Re: [PERFORM] Many fields in one table or many tables?
Josh Berkus <[EMAIL PROTECTED]> writes: > Suggestion 3: There was an issue in 7.3 with table rows which are overly broad > -- some problems with PSQL, I believe. Not sure about PSQL, but I think there still are some performance issues in the backend with SELECTs involving more than a couple hundred targetlist entries. These are probably fixable at not-very-large effort but we haven't made any consistent push to find and fix the trouble spots. The issues that I recall are O(N^2) problems (doubly nested loops) so the performance with ~100 entries is no problem but it gets rapidly worse above that. You could hit this even with ~100-column tables if you try to select all columns from a join of two or more. regards, tom lane ---(end of broadcast)--- TIP 6: Have you searched our list archives? http://archives.postgresql.org
Re: [PERFORM] Many fields in one table or many tables?
Alexander, > I am in the process of creating a database design in which LOTS of data > need to be modelled. > > For instance, I need to store data about products. Every product has LOTS > of properties, well over a hundred. > Do any of you know if and how PostgreSQL would prefer one approach over the > other? Queston 1: Do all products have all of these properties, or do some/many/most not have some properties? If the answer is the former, then a single table, however broad, is the logical construct. If the latter, than several tables makes more sense: why create NULL columns for stuff you could just leave out?
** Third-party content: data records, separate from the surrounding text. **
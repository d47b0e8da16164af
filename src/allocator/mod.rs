//! Address Allocator
//!
//! Owns the overlay address pool and maps node identities to unique host
//! addresses inside it. All mutations of a pool go through one write lock,
//! so concurrent node registrations can never hand out the same address;
//! reads only take the shared side of the lock.

mod pool;

pub use pool::{host_count, parse_pool_cidr, AddressAssignment, AddressPool, PoolStatus};

use std::collections::BTreeMap;
use std::net::Ipv4Addr;
use std::sync::Arc;

use chrono::Utc;
use tokio::sync::RwLock;

use crate::error::{Error, Result};
use crate::store::Store;

/// In-memory view of the pool and its assignments
#[derive(Debug)]
struct PoolState {
    pool: AddressPool,
    /// node_id -> assignment
    assignments: BTreeMap<String, AddressAssignment>,
    /// address (as u32) -> owning node_id
    owners: BTreeMap<u32, String>,
}

impl PoolState {
    fn new(pool: AddressPool) -> Self {
        Self {
            pool,
            assignments: BTreeMap::new(),
            owners: BTreeMap::new(),
        }
    }

    fn insert(&mut self, assignment: AddressAssignment) {
        if let Some(previous) = self.assignments.get(&assignment.node_id) {
            self.owners.remove(&u32::from(previous.address));
        }
        self.owners
            .insert(u32::from(assignment.address), assignment.node_id.clone());
        self.assignments.insert(assignment.node_id.clone(), assignment);
    }

    fn remove(&mut self, node_id: &str) -> Option<AddressAssignment> {
        let assignment = self.assignments.remove(node_id)?;
        self.owners.remove(&u32::from(assignment.address));
        Some(assignment)
    }

    /// Host addresses not present in the assignment set, lowest first
    fn free_hosts(&self) -> impl Iterator<Item = Ipv4Addr> + '_ {
        (self.pool.first_host()..=self.pool.last_host())
            .filter(|ip| !self.owners.contains_key(ip))
            .map(Ipv4Addr::from)
    }

    fn first_free(&self) -> Option<Ipv4Addr> {
        self.free_hosts().next()
    }
}

/// Address allocator for the single active pool
pub struct AddressAllocator {
    store: Arc<Store>,
    /// Interface name recorded on new assignments
    interface_name: String,
    state: RwLock<Option<PoolState>>,
}

impl AddressAllocator {
    /// Restore the allocator from persisted state
    pub async fn load(store: Arc<Store>, interface_name: impl Into<String>) -> Result<Self> {
        let pool = store.load_pool().await?;
        let assignments = store.load_assignments().await?;

        let state = match pool {
            Some(pool) => {
                let mut state = PoolState::new(pool);
                for assignment in assignments {
                    if !state.pool.contains_host(assignment.address) {
                        tracing::warn!(
                            "Assignment {} -> {} lies outside pool {}",
                            assignment.node_id,
                            assignment.address,
                            state.pool.cidr
                        );
                    }
                    state.insert(assignment);
                }
                tracing::info!(
                    "Loaded pool {} with {} assignments",
                    state.pool.cidr,
                    state.assignments.len()
                );
                Some(state)
            }
            None => {
                if !assignments.is_empty() {
                    tracing::warn!(
                        "Ignoring {} assignments persisted without a pool",
                        assignments.len()
                    );
                }
                None
            }
        };

        Ok(Self {
            store,
            interface_name: interface_name.into(),
            state: RwLock::new(state),
        })
    }

    /// Create the pool, or return the existing one if the CIDR matches.
    ///
    /// A pool with a different CIDR is replaced only while it holds no
    /// assignments.
    pub async fn get_or_create_pool(&self, cidr: &str, description: &str) -> Result<AddressPool> {
        let cidr = parse_pool_cidr(cidr)?;
        let mut guard = self.state.write().await;

        if let Some(state) = guard.as_mut() {
            if state.pool.cidr == cidr {
                if !description.is_empty() && state.pool.description != description {
                    let mut pool = state.pool.clone();
                    pool.description = description.to_string();
                    pool.updated_at = Utc::now();
                    self.store.save_pool(&pool).await?;
                    state.pool = pool;
                }
                return Ok(state.pool.clone());
            }

            if !state.assignments.is_empty() {
                return Err(Error::PoolConflict {
                    existing: state.pool.cidr.to_string(),
                    requested: cidr.to_string(),
                    assigned: state.assignments.len(),
                });
            }

            let mut pool = state.pool.clone();
            pool.cidr = cidr;
            pool.description = description.to_string();
            pool.updated_at = Utc::now();
            self.store.save_pool(&pool).await?;
            tracing::info!("Pool {} replaced by {}", state.pool.cidr, cidr);
            *state = PoolState::new(pool.clone());
            return Ok(pool);
        }

        let pool = AddressPool::new(cidr, description.to_string());
        self.store.save_pool(&pool).await?;
        tracing::info!("Created address pool {} ({} hosts)", cidr, pool.host_count());
        *guard = Some(PoolState::new(pool.clone()));
        Ok(pool)
    }

    /// Current pool, if any
    pub async fn pool(&self) -> Option<AddressPool> {
        self.state.read().await.as_ref().map(|s| s.pool.clone())
    }

    /// Current pool, or `PoolNotFound`
    pub async fn require_pool(&self) -> Result<AddressPool> {
        self.pool().await.ok_or(Error::PoolNotFound)
    }

    /// Delete the pool. Fails while any assignment exists.
    pub async fn delete_pool(&self) -> Result<AddressPool> {
        let mut guard = self.state.write().await;
        let state = guard.as_ref().ok_or(Error::PoolNotFound)?;

        if !state.assignments.is_empty() {
            return Err(Error::PoolInUse(state.assignments.len()));
        }

        self.store.delete_pool().await?;
        let pool = state.pool.clone();
        *guard = None;
        tracing::info!("Deleted address pool {}", pool.cidr);
        Ok(pool)
    }

    /// Return the node's address, claiming the lowest free one on first call
    pub async fn allocate(&self, node_id: &str) -> Result<AddressAssignment> {
        let mut guard = self.state.write().await;
        let state = guard.as_mut().ok_or(Error::PoolNotFound)?;

        if let Some(existing) = state.assignments.get(node_id) {
            return Ok(existing.clone());
        }

        let address = state
            .first_free()
            .ok_or_else(|| Error::PoolExhausted(state.pool.cidr.to_string()))?;

        let assignment =
            AddressAssignment::new(node_id.to_string(), address, self.interface_name.clone());
        self.store.save_assignment(&assignment).await?;
        state.insert(assignment.clone());

        tracing::info!("Allocated {} to node {}", address, node_id);
        Ok(assignment)
    }

    /// Allocate for a whole member list at once.
    ///
    /// Capacity for every node still lacking an address is checked before
    /// anything is claimed, so an exhausted pool leaves no partial allocation.
    pub async fn allocate_all(&self, node_ids: &[String]) -> Result<Vec<AddressAssignment>> {
        let mut guard = self.state.write().await;
        let state = guard.as_mut().ok_or(Error::PoolNotFound)?;

        let mut missing: Vec<&String> = Vec::new();
        for node_id in node_ids {
            if !state.assignments.contains_key(node_id) && !missing.contains(&node_id) {
                missing.push(node_id);
            }
        }

        let free: Vec<Ipv4Addr> = state.free_hosts().take(missing.len()).collect();
        if free.len() < missing.len() {
            tracing::warn!(
                "Pool {} has {} free addresses, {} needed",
                state.pool.cidr,
                free.len(),
                missing.len()
            );
            return Err(Error::PoolExhausted(state.pool.cidr.to_string()));
        }

        for (node_id, address) in missing.into_iter().zip(free) {
            let assignment =
                AddressAssignment::new(node_id.clone(), address, self.interface_name.clone());
            self.store.save_assignment(&assignment).await?;
            state.insert(assignment);
            tracing::info!("Allocated {} to node {}", address, node_id);
        }

        Ok(node_ids
            .iter()
            .filter_map(|node_id| state.assignments.get(node_id).cloned())
            .collect())
    }

    /// Drop the node's assignment, returning the address to the free set
    pub async fn release(&self, node_id: &str) -> Result<Option<AddressAssignment>> {
        let mut guard = self.state.write().await;
        let state = match guard.as_mut() {
            Some(state) => state,
            None => return Ok(None),
        };

        if !state.assignments.contains_key(node_id) {
            return Ok(None);
        }

        self.store.delete_assignment(node_id).await?;
        let released = state.remove(node_id);
        if let Some(assignment) = &released {
            tracing::info!("Released {} from node {}", assignment.address, node_id);
        }
        Ok(released)
    }

    /// Pin a node to a specific address
    pub async fn set_manual(&self, node_id: &str, address: Ipv4Addr) -> Result<AddressAssignment> {
        let mut guard = self.state.write().await;
        let state = guard.as_mut().ok_or(Error::PoolNotFound)?;

        if !state.pool.contains_host(address) {
            return Err(Error::AddressOutOfRange {
                address,
                cidr: state.pool.cidr.to_string(),
            });
        }

        if let Some(owner) = state.owners.get(&u32::from(address)) {
            if owner != node_id {
                return Err(Error::AddressInUse {
                    address,
                    node_id: owner.clone(),
                });
            }
        }

        let assignment = match state.assignments.get(node_id) {
            Some(existing) => {
                let mut updated = existing.clone();
                updated.address = address;
                updated.updated_at = Utc::now();
                updated
            }
            None => AddressAssignment::new(node_id.to_string(), address, self.interface_name.clone()),
        };

        self.store.save_assignment(&assignment).await?;
        state.insert(assignment.clone());

        tracing::info!("Pinned node {} to {}", node_id, address);
        Ok(assignment)
    }

    /// Look up a node's assignment
    pub async fn get(&self, node_id: &str) -> Option<AddressAssignment> {
        self.state
            .read()
            .await
            .as_ref()
            .and_then(|s| s.assignments.get(node_id).cloned())
    }

    /// All assignments, ordered by address
    pub async fn list(&self) -> Vec<AddressAssignment> {
        let guard = self.state.read().await;
        match guard.as_ref() {
            Some(state) => state
                .owners
                .values()
                .filter_map(|node_id| state.assignments.get(node_id).cloned())
                .collect(),
            None => Vec::new(),
        }
    }

    /// Pool utilization
    pub async fn status(&self) -> Result<PoolStatus> {
        let guard = self.state.read().await;
        let state = guard.as_ref().ok_or(Error::PoolNotFound)?;
        Ok(PoolStatus::compute(&state.pool, state.assignments.len()))
    }
}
Question 2: Is it true that some properties will be updated *much* (100x) more frequently than others? If so, it would make sense from a performance/postgresql standpoint to isolate those properties to related table(s). Keep in mind that this recommendation is strictly performance related, and is not necessarily the best relational design. Suggestion 3: There was an issue in 7.3 with table rows which are overly broad -- some problems with PSQL, I believe. It would be worth searching for, as I cannot remember what the limit is where problems occurred. -- Josh Berkus Aglio Database Solutions San Francisco ---(end of broadcast)--- TIP 6: Have you searched our list archives? http://archives.postgresql.org
[PERFORM] Many fields in one table or many tables?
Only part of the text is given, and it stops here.